Luxury has a clear commitment to craftsmanship. Manual work, personalized and based on experience, details and local traditions, provides unique value to large brands that can afford to shelter it in their garments and accessories as the height of exclusivity. One of them is Dior. With this philosophy, the ‘maison’ has chosen Seville to present its Cruise 2023 fashion collection this Thursday with a parade.

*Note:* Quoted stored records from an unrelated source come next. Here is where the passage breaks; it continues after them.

//! The set of tracked entities and the single current selection.
use std::collections::BTreeMap;

use crate::entity::{Entity, EntityError};
use crate::error::{ErrorSeverity, TrackerError};
use crate::state::{Color, EntityId};

/// Errors raised by population bookkeeping.
#[derive(Clone, Debug, PartialEq, Eq, thiserror::Error)]
pub enum PopulationError {
    #[error("entity {0} does not exist")]
    UnknownEntity(EntityId),

    #[error("entity {0} already exists")]
    DuplicateEntity(EntityId),

    #[error(transparent)]
    Entity(#[from] EntityError),
}

impl TrackerError for PopulationError {
    fn severity(&self) -> ErrorSeverity {
        match self {
            Self::UnknownEntity(_) | Self::Entity(_) => ErrorSeverity::Validation,
            Self::DuplicateEntity(_) => ErrorSeverity::Internal,
        }
    }

    fn error_code(&self) -> &'static str {
        match self {
            Self::UnknownEntity(_) => "POPULATION_UNKNOWN_ENTITY",
            Self::DuplicateEntity(_) => "POPULATION_DUPLICATE_ENTITY",
            Self::Entity(e) => e.error_code(),
        }
    }
}

/// Selection moved from one entity (or none) to another.
#[derive(Clone, Copy, Debug, PartialEq, Eq)]
pub struct SelectionChange {
    pub previous: Option<EntityId>,
    pub current: Option<EntityId>,
}

/// Entities keyed by id. Ids are allocated monotonically, so id order is
/// also creation order.
#[derive(Clone, Debug, PartialEq, Eq)]
pub struct Population {
    entities: BTreeMap<EntityId, Entity>,
    selected: Option<EntityId>,
    next_id: u32,
}

impl Population {
    pub fn new() -> Self {
        Self {
            entities: BTreeMap::new(),
            selected: None,
            next_id: 1,
        }
    }

    /// Creates an entity and returns its freshly allocated id.
    pub fn add(&mut self, name: &str, color: Color) -> Result<EntityId, PopulationError> {
        let id = EntityId(self.next_id);
        let entity = Entity::new(id, name, color)?;
        self.next_id = self.next_id.saturating_add(1);
        self.entities.insert(id, entity);
        tracing::debug!("population: added {} as {}", self.entities[&id].name(), id);
        Ok(id)
    }

    /// Inserts an entity that already has an id (restores and loads).
    pub fn insert(&mut self, entity: Entity) -> Result<(), PopulationError> {
        let id = entity.id();
        if self.entities.contains_key(&id) {
            return Err(PopulationError::DuplicateEntity(id));
        }
        self.next_id = self.next_id.max(id.0.saturating_add(1));
        self.entities.insert(id, entity);
        Ok(())
    }

    /// Removes an entity. Clears the selection if it pointed at the entity.
    pub fn remove(&mut self, id: EntityId) -> Result<Entity, PopulationError> {
        let entity = self
            .entities
            .remove(&id)
            .ok_or(PopulationError::UnknownEntity(id))?;
        if self.selected == Some(id) {
            self.selected = None;
        }
        tracing::debug!("population: removed {}", id);
        Ok(entity)
    }

    /// Changes the selection. Returns `None` when nothing changed.
    pub fn select(
        &mut self,
        id: Option<EntityId>,
    ) -> Result<Option<SelectionChange>, PopulationError> {
        if let Some(id) = id
            && !self.entities.contains_key(&id)
        {
            return Err(PopulationError::UnknownEntity(id));
        }
        if self.selected == id {
            return Ok(None);
        }
        let previous = std::mem::replace(&mut self.selected, id);
        Ok(Some(SelectionChange {
            previous,
            current: id,
        }))
    }

    pub fn selected(&self) -> Option<EntityId> {
        self.selected
    }

    pub fn selected_entity(&self) -> Option<&Entity> {
        self.selected.and_then(|id| self.entities.get(&id))
    }

    pub fn get(&self, id: EntityId) -> Option<&Entity> {
        self.entities.get(&id)
    }

    pub fn get_mut(&mut self, id: EntityId) -> Option<&mut Entity> {
        self.entities.get_mut(&id)
    }

    /// Like [`get_mut`](Self::get_mut) but reports unknown ids as errors.
    pub fn entity_mut(&mut self, id: EntityId) -> Result<&mut Entity, PopulationError> {
        self.entities
            .get_mut(&id)
            .ok_or(PopulationError::UnknownEntity(id))
    }

    pub fn contains(&self, id: EntityId) -> bool {
        self.entities.contains_key(&id)
    }

    pub fn iter(&self) -> impl Iterator<Item = &Entity> {
        self.entities.values()
    }

    pub fn ids(&self) -> impl Iterator<Item = EntityId> + '_ {
        self.entities.keys().copied()
    }

    pub fn len(&self) -> usize {
        self.entities.len()
    }

    pub fn is_empty(&self) -> bool {
        self.entities.is_empty()
    }

    /// Next id the allocator will hand out.
    pub fn next_id(&self) -> u32 {
        self.next_id
    }

    /// Raises the allocator so restored sessions never reuse retired ids.
    pub fn reserve_ids_below(&mut self, next_id: u32) {
        self.next_id = self.next_id.max(next_id);
    }

    /// Case-insensitive lookup by name.
    pub fn find_by_name(&self, name: &str) -> Option<&Entity> {
        let needle = name.trim();
        self.entities
            .values()
            .find(|entity| entity.name().eq_ignore_ascii_case(needle))
    }

    /// Entity ids in order, with the neighbour of `id` that should inherit a
    /// cursor when `id` disappears (next entity, else previous).
    pub fn neighbour_of(&self, id: EntityId) -> Option<EntityId> {
        self.entities
            .range(id..)
            .map(|(k, _)| *k)
            .find(|k| *k != id)
            .or_else(|| self.entities.range(..id).next_back().map(|(k, _)| *k))
    }
}

impl Default for Population {
    fn default() -> Self {
        Self::new()
    }
}

#[cfg(test)]
mod tests {
    use super::*;

    #[test]
    fn ids_are_monotonic_and_never_reused() {
        let mut population = Population::new();
        let a = population.add("A", Color::WHITE).unwrap();
        let b = population.add("B", Color::WHITE).unwrap();
        population.remove(b).unwrap();
        let c = population.add("C", Color::WHITE).unwrap();

        assert!(a < b && b < c);
        let names: Vec<_> = population.iter().map(|e| e.name()).collect();
        assert_eq!(names, ["A", "C"]);
    }

    #[test]
    fn add_rejects_empty_names() {
        let mut population = Population::new();
        assert_eq!(
            population.add(" ", Color::WHITE),
            Err(PopulationError::Entity(EntityError::EmptyName))
        );
        assert!(population.is_empty());
    }

    #[test]
    fn select_reports_transitions_only() {
        let mut population = Population::new();
        let a = population.add("A", Color::WHITE).unwrap();

        let change = population.select(Some(a)).unwrap();
        assert_eq!(
            change,
            Some(SelectionChange {
                previous: None,
                current: Some(a)
            })
        );
        assert_eq!(population.select(Some(a)).unwrap(), None);
        assert_eq!(
            population.select(Some(EntityId(99))),
            Err(PopulationError::UnknownEntity(EntityId(99)))
        );
        assert_eq!(population.selected(), Some(a));
    }

    #[test]
    fn removing_selected_entity_clears_selection() {
        let mut population = Population::new();
        let a = population.add("A", Color::WHITE).unwrap();
        population.select(Some(a)).unwrap();
        population.remove(a).unwrap();
        assert_eq!(population.selected(), None);
    }

    #[test]
    fn insert_bumps_allocator() {
        let mut population = Population::new();
        let restored = Entity::new(EntityId(7), "Restored", Color::WHITE).unwrap();
        population.insert(restored.clone()).unwrap();
        assert_eq!(
            population.insert(restored),
            Err(PopulationError::DuplicateEntity(EntityId(7)))
        );
        assert_eq!(population.add("Next", Color::WHITE).unwrap(), EntityId(8));
    }

    #[test]
    fn find_by_name_ignores_case() {
        let mut population = Population::new();
        let id = population.add("Dragon-Blooded", Color::WHITE).unwrap();
        assert_eq!(
            population.find_by_name("dragon-blooded").map(|e| e.id()),
            Some(id)
        );
        assert!(population.find_by_name("lunar").is_none());
    }

    #[test]
    fn neighbour_prefers_next_then_previous() {
        let mut population = Population::new();
        let a = population.add("A", Color::WHITE).unwrap();
        let b = population.add("B", Color::WHITE).unwrap();
        let c = population.add("C", Color::WHITE).unwrap();

        assert_eq!(population.neighbour_of(b), Some(c));
        assert_eq!(population.neighbour_of(c), Some(b));
        population.remove(b).unwrap();
        population.remove(c).unwrap();
        assert_eq!(population.neighbour_of(a), None);
    }
}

The great event, which has already completely altered the Andalusian capital with the preparations and will bring together celebrities from all over Spain and Europe, will be held in the iconic Plaza de España, where the firm is setting up a stage that will recreate an Andalusian fair with its booths , its cover, its tiles and its lanterns.
The designer María Grazia Chiuri, at the head of Dior, wanted to reinforce in this way the relationship that the house has always had with Andalusia, something that was evident in many of Christian Dior’s own creations from the 1950s, and later in the designs of the Gibraltarian John Galliano, whose silhouettes evoked the spirit of the Spanish south and who directly presented in 2007/2008 a parade set in flamenco and bullfighting.
It also seeks to give prominence to local crafts through collaboration with local artists and craftsmen, as the firm itself has communicated through a statement announcing the transfer of its parade to the Spanish city.
This Thursday’s event will bring together personalities from various fields and ‘influencers’ of the stature of the Italian Chiara Ferragni, who is already in Seville visiting its main tourist spots and the headquarters of different brotherhoods, as she has taught herself on Instagram.
Last year Chiuri did something similar in Greece, and before that in Sicily. The Roman designer is now in the Andalusian capital, where she was also seen these days visiting brotherhoods.
It is already known that the creator at the head of Dior has summoned, for example, the Valencian artist María Ángeles Villa to make posters for the parade inspired by the dancer Carmen Amaya, known as La Capitana.